A 20-year-old in a DC scheme is said to be able to expect an occupational pension of just £6,440 per year after retiring at 60 compared to the £21,070 per year that a 60-year-old retiring now would draw having contributed to a DB scheme since the age of 20. That assumes both have total contributions of 8% of their salary going into their pension pot, which will become a government minimum in 2018, and earn a salary of £31,600.

Malcolm McLean, an influential consultant at Barnett Waddingham, said that "I don't think anyone should be in doubt about the extent of the pensions crisis we are facing with millions of people currently making no financial provision at all for their old age and seemingly having neither the ability or the inclination to do so."

He warned that "this will inevitably create massive social and economic problems for the future – and this will start to creep up on us sooner than you might think, perhaps as early as the latter part of this decade and probably escalating quite rapidly after that."

Such a drastic reduction in pension provision would leave pensioners with little to support themselves in old age and invest in the wider economy. It would also mean there are less savings in pension funds to invest in financial markets – a key feature of the traditional defined benefit pension system which has now been abandoned entirely by FTSE 100 companies in its original final salary-linked form.

McLean warned that success in the upcoming auto-enrolment into occupational pension plans was vital for defusing the ticking retirement crisis.

He said that "everything seems to depend on a successful outcome for auto-enrolment which in turn depends rather unpredictably on the willingness of individuals either through apathy or design to remain enrolled and not opt themselves out."

McLean pointed out that the government has already compromised its original plans for auto-enrolment by extending the phasing in to help small employers who may find the administration and employer contribution costs difficult.

He added that "it remains my view that the Government should develop a Plan B for implementation at the earliest possible stage should auto-enrolment fail to deliver the desired results." Making it compulsory for employees to save into company pension schemes has been suggested as an alternative step to avert the looming retirement saving crisis.

Barnett Waddingham's dire predictions on the value of DC pension plans assume that people will continue to live longer in the future than they do today, and therefore annuities given by insurance companies would be less generous per year of retirement.

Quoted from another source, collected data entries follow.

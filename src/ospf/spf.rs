//! Shortest-path-first route computation (RFC 2328 §16.1).

use std::cmp::{Ordering, Reverse};
use std::collections::{BinaryHeap, HashMap};
use std::net::{IpAddr, Ipv4Addr};

use tracing::debug;

use super::lsa::{Lsa, LsaBody, LsaType, RouterLinkKind};
use super::{AreaId, RouterId};

/// How a route entered the table.
#[derive(Debug, Clone, Copy, PartialEq, Eq)]
pub enum RouteOrigin {
    IntraArea,
    InterArea,
    External,
}

/// One computed route.
#[derive(Debug, Clone, PartialEq, Eq)]
pub struct Route {
    pub prefix: IpAddr,
    pub prefix_len: u8,
    pub cost: u32,
    /// `None` for a directly attached destination.
    pub next_hop: Option<IpAddr>,
    pub interface: String,
    pub area: AreaId,
    pub origin: RouteOrigin,
}

/// What SPF needs to know about one local interface: its identity plus
/// the segment addresses of its neighbors, used for first-hop resolution.
#[derive(Debug, Clone)]
pub struct LocalInterface {
    pub name: String,
    pub address: IpAddr,
    pub neighbor_addresses: HashMap<RouterId, IpAddr>,
}

/// A vertex of the shortest-path tree: a router or a transit network
/// (identified by its DR address).
#[derive(Debug, Clone, Copy, PartialEq, Eq, PartialOrd, Ord, Hash)]
enum VertexId {
    Router(RouterId),
    Network(Ipv4Addr),
}

/// A settled tree entry.
#[derive(Debug, Clone)]
struct Vertex {
    cost: u32,
    next_hop: Option<IpAddr>,
    interface: String,
}

/// A tentative path carried on the candidate heap. Ordering is by
/// `(cost, vertex)`, so equal-cost ties break toward the lower id.
#[derive(Debug, Clone, Eq, PartialEq)]
struct Candidate {
    cost: u32,
    vertex: VertexId,
    next_hop: Option<IpAddr>,
    interface: String,
}

impl Ord for Candidate {
    fn cmp(&self, other: &Self) -> Ordering {
        (self.cost, self.vertex).cmp(&(other.cost, other.vertex))
    }
}

impl PartialOrd for Candidate {
    fn partial_cmp(&self, other: &Self) -> Option<Ordering> {
        Some(self.cmp(other))
    }
}

fn mask_len(mask: Ipv4Addr) -> u8 {
    u32::from(mask).count_ones() as u8
}

/// Runs Dijkstra over `lsas`, rooted at the local router's own
/// Router-LSA, then emits one route per stub network,
/// per transit Network-LSA, and per reachable summary/external LSA.
pub fn run_spf(
    root: RouterId,
    area: AreaId,
    lsas: &[Lsa],
    local_interfaces: &[LocalInterface],
) -> Vec<Route> {
    let mut routers: HashMap<RouterId, &Lsa> = HashMap::new();
    let mut networks: HashMap<Ipv4Addr, &Lsa> = HashMap::new();
    let mut summaries: Vec<&Lsa> = Vec::new();
    let mut externals: Vec<&Lsa> = Vec::new();
    let mut prefix_lsas: Vec<&Lsa> = Vec::new();
    for lsa in lsas {
        if lsa.header.is_max_age() {
            continue;
        }
        match lsa.header.lsa_type {
            LsaType::Router => {
                routers.insert(lsa.header.adv_router, lsa);
            }
            LsaType::Network => {
                networks.insert(lsa.header.link_state_id, lsa);
            }
            LsaType::SummaryNetwork => summaries.push(lsa),
            LsaType::AsExternal => externals.push(lsa),
            LsaType::IntraAreaPrefix => prefix_lsas.push(lsa),
            _ => {}
        }
    }

    if !routers.contains_key(&root) {
        return Vec::new();
    }

    let mut tree: HashMap<VertexId, Vertex> = HashMap::new();
    let mut heap: BinaryHeap<Reverse<Candidate>> = BinaryHeap::new();
    heap.push(Reverse(Candidate {
        cost: 0,
        vertex: VertexId::Router(root),
        next_hop: None,
        interface: String::new(),
    }));

    while let Some(Reverse(cand)) = heap.pop() {
        if tree.contains_key(&cand.vertex) {
            continue;
        }
        tree.insert(
            cand.vertex,
            Vertex { cost: cand.cost, next_hop: cand.next_hop, interface: cand.interface.clone() },
        );

        match cand.vertex {
            VertexId::Router(rid) => {
                let Some(lsa) = routers.get(&rid) else { continue };
                let LsaBody::Router(body) = &lsa.body else { continue };
                for link in &body.links {
                    match link.kind {
                        RouterLinkKind::PointToPoint => {
                            if !routers.contains_key(&link.id) {
                                continue;
                            }
                            let (next_hop, interface) = if rid == root {
                                first_hop_to_router(link.id, local_interfaces)
                            } else {
                                (cand.next_hop, cand.interface.clone())
                            };
                            heap.push(Reverse(Candidate {
                                cost: cand.cost + link.metric as u32,
                                vertex: VertexId::Router(link.id),
                                next_hop,
                                interface,
                            }));
                        }
                        RouterLinkKind::Transit => {
                            if !networks.contains_key(&link.id) {
                                continue;
                            }
                            let (next_hop, interface) = if rid == root {
                                (None, iface_by_address(link.data, local_interfaces))
                            } else {
                                (cand.next_hop, cand.interface.clone())
                            };
                            heap.push(Reverse(Candidate {
                                cost: cand.cost + link.metric as u32,
                                vertex: VertexId::Network(link.id),
                                next_hop,
                                interface,
                            }));
                        }
                        RouterLinkKind::Stub => {}
                    }
                }
            }
            VertexId::Network(net_id) => {
                let Some(lsa) = networks.get(&net_id) else { continue };
                let LsaBody::Network(body) = &lsa.body else { continue };
                for attached in &body.attached {
                    if *attached == root || !routers.contains_key(attached) {
                        continue;
                    }
                    // A network directly attached to the root resolves
                    // next hops from the member router's own transit link
                    // back onto the segment; deeper networks inherit.
                    let next_hop = match cand.next_hop {
                        None => transit_address(routers[attached], net_id),
                        inherited => inherited,
                    };
                    heap.push(Reverse(Candidate {
                        cost: cand.cost,
                        vertex: VertexId::Router(*attached),
                        next_hop,
                        interface: cand.interface.clone(),
                    }));
                }
            }
        }
    }

    let mut routes: Vec<Route> = Vec::new();
    let mut push_route = |route: Route, routes: &mut Vec<Route>| {
        match routes.iter_mut().find(|r| r.prefix == route.prefix && r.prefix_len == route.prefix_len) {
            Some(existing) => {
                if route.cost < existing.cost {
                    *existing = route;
                }
            }
            None => routes.push(route),
        }
    };

    // One route per transit Network-LSA on the tree. A zero mask marks a
    // v3 network whose prefixes arrive on Intra-Area-Prefix-LSAs instead.
    for (net_id, vertex) in tree.iter().filter_map(|(id, v)| match id {
        VertexId::Network(n) => Some((*n, v)),
        VertexId::Router(_) => None,
    }) {
        let Some(lsa) = networks.get(&net_id) else { continue };
        let LsaBody::Network(body) = &lsa.body else { continue };
        if body.mask == Ipv4Addr::UNSPECIFIED {
            continue;
        }
        push_route(
            Route {
                prefix: IpAddr::V4(Ipv4Addr::from(u32::from(net_id) & u32::from(body.mask))),
                prefix_len: mask_len(body.mask),
                cost: vertex.cost,
                next_hop: vertex.next_hop,
                interface: vertex.interface.clone(),
                area,
                origin: RouteOrigin::IntraArea,
            },
            &mut routes,
        );
    }

    // One route per stub network advertised by a tree router.
    for (rid, vertex) in tree.iter().filter_map(|(id, v)| match id {
        VertexId::Router(r) => Some((*r, v)),
        VertexId::Network(_) => None,
    }) {
        let Some(lsa) = routers.get(&rid) else { continue };
        let LsaBody::Router(body) = &lsa.body else { continue };
        for link in body.links.iter().filter(|l| l.kind == RouterLinkKind::Stub) {
            push_route(
                Route {
                    prefix: IpAddr::V4(Ipv4Addr::from(u32::from(link.id) & u32::from(link.data))),
                    prefix_len: mask_len(link.data),
                    cost: vertex.cost + link.metric as u32,
                    next_hop: vertex.next_hop,
                    interface: vertex.interface.clone(),
                    area,
                    origin: RouteOrigin::IntraArea,
                },
                &mut routes,
            );
        }
    }

    // OSPFv3 prefixes ride on Intra-Area-Prefix-LSAs instead of stub
    // links; attach them to their referenced router vertex.
    for lsa in prefix_lsas {
        let LsaBody::IntraAreaPrefix(body) = &lsa.body else { continue };
        let Some(vertex) = tree.get(&VertexId::Router(body.ref_adv_router)) else { continue };
        for prefix in &body.prefixes {
            push_route(
                Route {
                    prefix: IpAddr::V6(prefix.prefix),
                    prefix_len: prefix.length,
                    cost: vertex.cost + prefix.metric as u32,
                    next_hop: vertex.next_hop,
                    interface: vertex.interface.clone(),
                    area,
                    origin: RouteOrigin::IntraArea,
                },
                &mut routes,
            );
        }
    }

    // Inter-area routes through reachable ABRs; intra-area paths win
    // regardless of cost.
    for lsa in summaries {
        if lsa.header.adv_router == root {
            continue;
        }
        let LsaBody::Summary(body) = &lsa.body else { continue };
        let Some(abr) = tree.get(&VertexId::Router(lsa.header.adv_router)) else { continue };
        let prefix = Ipv4Addr::from(u32::from(lsa.header.link_state_id) & u32::from(body.mask));
        let candidate = Route {
            prefix: IpAddr::V4(prefix),
            prefix_len: mask_len(body.mask),
            cost: abr.cost + body.metric,
            next_hop: abr.next_hop,
            interface: abr.interface.clone(),
            area,
            origin: RouteOrigin::InterArea,
        };
        if !routes.iter().any(|r| {
            r.prefix == candidate.prefix
                && r.prefix_len == candidate.prefix_len
                && r.origin == RouteOrigin::IntraArea
        }) {
            push_route(candidate, &mut routes);
        }
    }

    // External routes through reachable ASBRs; any internal path wins.
    for lsa in externals {
        if lsa.header.adv_router == root {
            continue;
        }
        let LsaBody::External(body) = &lsa.body else { continue };
        let Some(asbr) = tree.get(&VertexId::Router(lsa.header.adv_router)) else { continue };
        let prefix = Ipv4Addr::from(u32::from(lsa.header.link_state_id) & u32::from(body.mask));
        let candidate = Route {
            prefix: IpAddr::V4(prefix),
            prefix_len: mask_len(body.mask),
            cost: asbr.cost + body.metric,
            next_hop: asbr.next_hop,
            interface: asbr.interface.clone(),
            area,
            origin: RouteOrigin::External,
        };
        if !routes.iter().any(|r| {
            r.prefix == candidate.prefix
                && r.prefix_len == candidate.prefix_len
                && r.origin != RouteOrigin::External
        }) {
            push_route(candidate, &mut routes);
        }
    }

    routes.sort_by_key(|r| (r.prefix, r.prefix_len));
    debug!(area = %area, count = routes.len(), "spf complete");
    routes
}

It also assumes that stock markets continue to perform badly, with equities returning 3.5% over gilts. Returns over the past ten years have been dire but some in the pension industry are more optimistic on future equity returns, such as Punter Southall Transaction Services.

Getting the message out

Barnett Waddingham's dire warnings come on the day that the Department for Work and Pensions started an £11 million advertising campaign to encourage people to save more in occupational pensions.

The DWP aims to convince Britons of the advantages of a company pension scheme ahead of the first phase of auto-enrolment this October.

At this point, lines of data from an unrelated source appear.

pub fn grep(ctx: &mut ShellContext, args: &[String], stdin: Option<&str>) -> CommandResult {
    let mut ignore_case = false;
    let mut count_only = false;
    let mut recursive = false;
    let mut invert = false;
    let mut pattern = None;
    let mut files = Vec::new();

    for a in args {
        match a.as_str() {
            "-i" => ignore_case = true,
            "-c" => count_only = true,
            "-r" | "-R" => recursive = true,
            "-v" => invert = true,
            "-E" => {}
            other if pattern.is_none() => pattern = Some(other.to_string()),
            other => files.push(other.to_string()),
        }
    }
    let Some(pattern) = pattern else {
        return ("grep: missing pattern\n".to_string(), 2);
    };
    let needle = if ignore_case { pattern.to_lowercase() } else { pattern.clone() };

    let test_line = |line: &str| -> bool {
        let hay = if ignore_case { line.to_lowercase() } else { line.to_string() };
        let matched = basic_regex_is_match(&needle, &hay) || hay.contains(&needle);
        matched != invert
    };

    let mut out = String::new();
    let mut total_matches = 0usize;
    let mut any_matched = false;

    if files.is_empty() {
        let input = stdin.unwrap_or_default();
        let mut count = 0;
        for line in input.lines() {
            if test_line(line) {
                count += 1;
                any_matched = true;
                if !count_only {
                    out.push_str(line);
                    out.push('\n');
                }
            }
        }
        total_matches += count;
    } else {
        let mut all_files = Vec::new();
        if recursive {
            for f in &files {
                if let Ok(found) = ctx.vfs.find(f, &crate::vfs::FindCriteria { file_type: Some(crate::vfs::Type::File), ..Default::default() }, &ctx.cwd) {
                    all_files.extend(found);
                }
            }
        } else {
            all_files = files.clone();
        }

        for f in &all_files {
            let content = match ctx.vfs.read_file(f, &ctx.cwd) {
                Ok(b) => String::from_utf8_lossy(&b).to_string(),
                Err(_) => continue,
            };
            let mut count = 0;
            for line in content.lines() {
                if test_line(line) {
                    count += 1;
                    any_matched = true;
                    if !count_only {
                        if all_files.len() > 1 || recursive {
                            out.push_str(&format!("{f}:{line}\n"));
                        } else {
                            out.push_str(line);
                            out.push('\n');
                        }
                    }
                }
            }
            if count_only {
                out.push_str(&format!("{f}:{count}\n"));
            }
            total_matches += count;
        }
    }

    if count_only && files.is_empty() {
        out = format!("{total_matches}\n");
    }

    (out, if any_matched { 0 } else { 1 })
}

pub fn head(ctx: &mut ShellContext, args: &[String], stdin: Option<&str>) -> CommandResult {
    let n = extract_count(args, "-n").unwrap_or(10);
    let files = strip_flag_value(args, "-n");
    let (content, _) = read_input(ctx, &files, stdin);
    let out: String = content.lines().take(n).map(|l| format!("{l}\n")).collect();
    (out, 0)
}

pub fn tail(ctx: &mut ShellContext, args: &[String], stdin: Option<&str>) -> CommandResult {
    let n = extract_count(args, "-n").unwrap_or(10);
    let files = strip_flag_value(args, "-n");
    let (content, _) = read_input(ctx, &files, stdin);
    let lines: Vec<&str> = content.lines().collect();
    let start = lines.len().saturating_sub(n);
    let out: String = lines[start..].iter().map(|l| format!("{l}\n")).collect();
    (out, 0)
}

fn extract_count(args: &[String], flag: &str) -> Option<usize> {
    let mut i = 0;
    while i < args.len() {
        if args[i] == flag {
            return args.get(i + 1).and_then(|s| s.parse().ok());
        }
        if let Some(n) = args[i].strip_prefix(flag) {
            return n.parse().ok();
        }
        i += 1;
    }
    None
}

/// Drops `flag` and the value token immediately following it, leaving the
/// remaining arguments (file operands) untouched.
fn strip_flag_value(args: &[String], flag: &str) -> Vec<String> {
    let mut out = Vec::new();
    let mut i = 0;
    while i < args.len() {
        if args[i] == flag {
            i += 2;
            continue;
        }
        if args[i].starts_with(flag) && args[i].len() > flag.len() {
            i += 1;
            continue;
        }
        out.push(args[i].clone());
        i += 1;
    }
    out
}

pub fn wc(ctx: &mut ShellContext, args: &[String], stdin: Option<&str>) -> CommandResult {
    let (content, _) = read_input(ctx, args, stdin);
    let lines = content.lines().count();
    let words = content.split_whitespace().count();
    let bytes = content.len();

    if args.iter().any(|a| a == "-l") {
        return (format!("{lines}\n"), 0);
    }
    if args.iter().any(|a| a == "-w") {
        return (format!("{words}\n"), 0);
    }
    if args.iter().any(|a| a == "-c") {
        return (format!("{bytes}\n"), 0);
    }
    (format!("{lines:>7} {words:>7} {bytes:>7}\n"), 0)
}

pub fn sort(ctx: &mut ShellContext, args: &[String], stdin: Option<&str>) -> CommandResult {
    let reverse = args.iter().any(|a| a == "-r");
    let numeric = args.iter().any(|a| a == "-n");
    let unique = args.iter().any(|a| a == "-u");
    let (content, _) = read_input(ctx, args, stdin);
    let mut lines: Vec<&str> = content.lines().collect();

    if numeric {
        lines.sort_by(|a, b| {
            let na: f64 = a.trim().parse().unwrap_or(0.0);
            let nb: f64 = b.trim().parse().unwrap_or(0.0);
            na.partial_cmp(&nb).unwrap_or(std::cmp::Ordering::Equal)
        });
    } else {
        lines.sort();
    }
    if reverse {
        lines.reverse();
    }
    if unique {
        lines.dedup();
    }
    let out: String = lines.iter().map(|l| format!("{l}\n")).collect();
    (out, 0)
}

pub fn cut(ctx: &mut ShellContext, args: &[String], stdin: Option<&str>) -> CommandResult {
    let mut delim = "\t".to_string();
    let mut field: Option<usize> = None;
    let mut i = 0;
    while i < args.len() {
        match args[i].as_str() {
            "-d" => {
                delim = args.get(i + 1).cloned().unwrap_or(delim);
                i += 1;
            }
            "-f" => {
                field = args.get(i + 1).and_then(|s| s.parse().ok());
                i += 1;
            }
            _ => {}
        }
        i += 1;
    }
    let files = strip_flag_value(&strip_flag_value(args, "-d"), "-f");
    let (content, _) = read_input(ctx, &files, stdin);
    let Some(field) = field else {
        return ("cut: you must specify a list of fields\n".to_string(), 1);
    };
    let out: String = content
        .lines()
        .map(|line| line.split(delim.as_str()).nth(field.saturating_sub(1)).unwrap_or("").to_string() + "\n")
        .collect();
    (out, 0)
}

The adverts also inform people about the auto-enrolment reforms. Surveys last year suggested that full knowledge of auto-enrolment was very low amongst both employers and employees.

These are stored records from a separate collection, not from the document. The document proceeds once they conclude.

//! Per-invocation lifecycle session
//!
//! A session is created at the start of every entry point. It carries the
//! validated options, the persisted version read at start, and the advisory
//! lock. The lock is taken explicitly and handed back as a [`LockGuard`] so
//! release happens exactly once, on every exit path.

use std::time::{Duration, Instant};

use crate::backend::AdvisoryLock;
use crate::config::options::JobConfig;
use crate::services::logger;
use crate::state::persisted::PersistedState;
use crate::types::error::{FilterError, Result};

/// Wait bound for install, uninstall and the digest
pub const PRIORITY_LOCK_TIMEOUT: Duration = Duration::from_secs(10 * 60);

/// Wait bound for a query batch
pub const BACKGROUND_LOCK_TIMEOUT: Duration = Duration::from_secs(60 * 60);

#[derive(Debug, Clone, Copy, PartialEq, Eq)]
pub enum Priority {
    /// Short wait; a timeout is fatal
    High,
    /// Long wait; a timeout skips this run
    Background,
}

impl Priority {
    pub fn timeout(&self) -> Duration {
        match self {
            Self::High => PRIORITY_LOCK_TIMEOUT,
            Self::Background => BACKGROUND_LOCK_TIMEOUT,
        }
    }
}

pub struct Session<'a> {
    pub options: &'a JobConfig,
    pub state: PersistedState<'a>,
    /// Version found when the session began
    pub version: Option<u32>,
    lock: &'a dyn AdvisoryLock,
    started: Instant,
}

impl<'a> Session<'a> {
    pub(crate) fn new(
        label: &str,
        options: &'a JobConfig,
        state: PersistedState<'a>,
        lock: &'a dyn AdvisoryLock,
    ) -> Result<Self> {
        let version = state.version()?;
        logger::write_line(label);

        Ok(Self {
            options,
            state,
            version,
            lock,
            started: Instant::now(),
        })
    }

    pub fn log(&self, message: &str) {
        logger::log(message);
    }

    pub fn error(&self, message: &str) {
        logger::error(message);
    }

    /// Wait for the job lock.
    ///
    /// High priority timeouts are returned as [`FilterError::LockTimeout`].
    /// Background timeouts are logged and yield `Ok(None)`; the next
    /// scheduled run catches up.
    pub fn acquire(&self, priority: Priority) -> Result<Option<LockGuard<'a>>> {
        self.log("Waiting for lock...");

        if self.lock.try_acquire(priority.timeout())? {
            return Ok(Some(LockGuard { lock: self.lock }));
        }

        match priority {
            Priority::High => Err(FilterError::LockTimeout {
                waited_minutes: priority.timeout().as_secs() / 60,
            }),
            Priority::Background => {
                self.error("Lock unable to be acquired. Skipping this run.");
                logger::write_line("");
                Ok(None)
            }
        }
    }

    /// [`Session::acquire`] at high priority, which never yields `None`.
    pub fn acquire_priority(&self) -> Result<LockGuard<'a>> {
        self.acquire(Priority::High)?.ok_or(FilterError::LockTimeout {
            waited_minutes: PRIORITY_LOCK_TIMEOUT.as_secs() / 60,
        })
    }

    /// Version as stored now, read while `_guard` holds the lock.
    ///
    /// `self.version` was read before waiting; an install or uninstall that
    /// held the lock in between may have changed it.
    pub fn locked_version(&self, _guard: &LockGuard<'_>) -> Result<Option<u32>> {
        self.state.version()
    }

    /// [`Session::locked_version`], failing with
    /// [`FilterError::NotInstalled`] when the store is empty.
    pub fn require_installed(&self, guard: &LockGuard<'_>) -> Result<u32> {
        self.locked_version(guard)?.ok_or(FilterError::NotInstalled)
    }

    pub fn finish(&self) {
        self.log(&format!(
            "Script executed successfully in {}.",
            logger::fmt_ms(self.started.elapsed())
        ));
        logger::write_line("");
    }
}

/// Held job lock; released when dropped.
#[must_use = "the lock is released as soon as the guard is dropped"]
pub struct LockGuard<'a> {
    lock: &'a dyn AdvisoryLock,
}

impl LockGuard<'_> {
    /// Push back the lock's lease while a long batch is still working.
    pub fn renew(&self) -> Result<()> {
        self.lock.renew()
    }

    /// Release now instead of at end of scope.
    pub fn release(self) {}
}

impl Drop for LockGuard<'_> {
    fn drop(&mut self) {
        if let Err(e) = self.lock.release() {
            logger::error(&format!("Failed to release lock: {}", e));
        }
    }
}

A full-page advert was published in Monday's edition of the Daily Express, and a DWP spokesperson confirmed that the advert would appear in the Sun, the Daily Mirror and the Metro before the end of this week.

The advert features computer generated figures building a pensions pot from lego bricks with the help of figures representing employers and government. It is adorned with the phrase "a workplace pension is a simple step to a better future".

In launching the advertising campaign, Minister for Pensions Steve Webb said: "As we head into the final stretch before millions of people begin to be enrolled into a workplace pension, it is vital that we make sure that individuals and employers know what to expect. 

"Automatic enrolment will transform this country, putting an end to the decline in pension saving, and setting millions on course for a more prosperous retirement."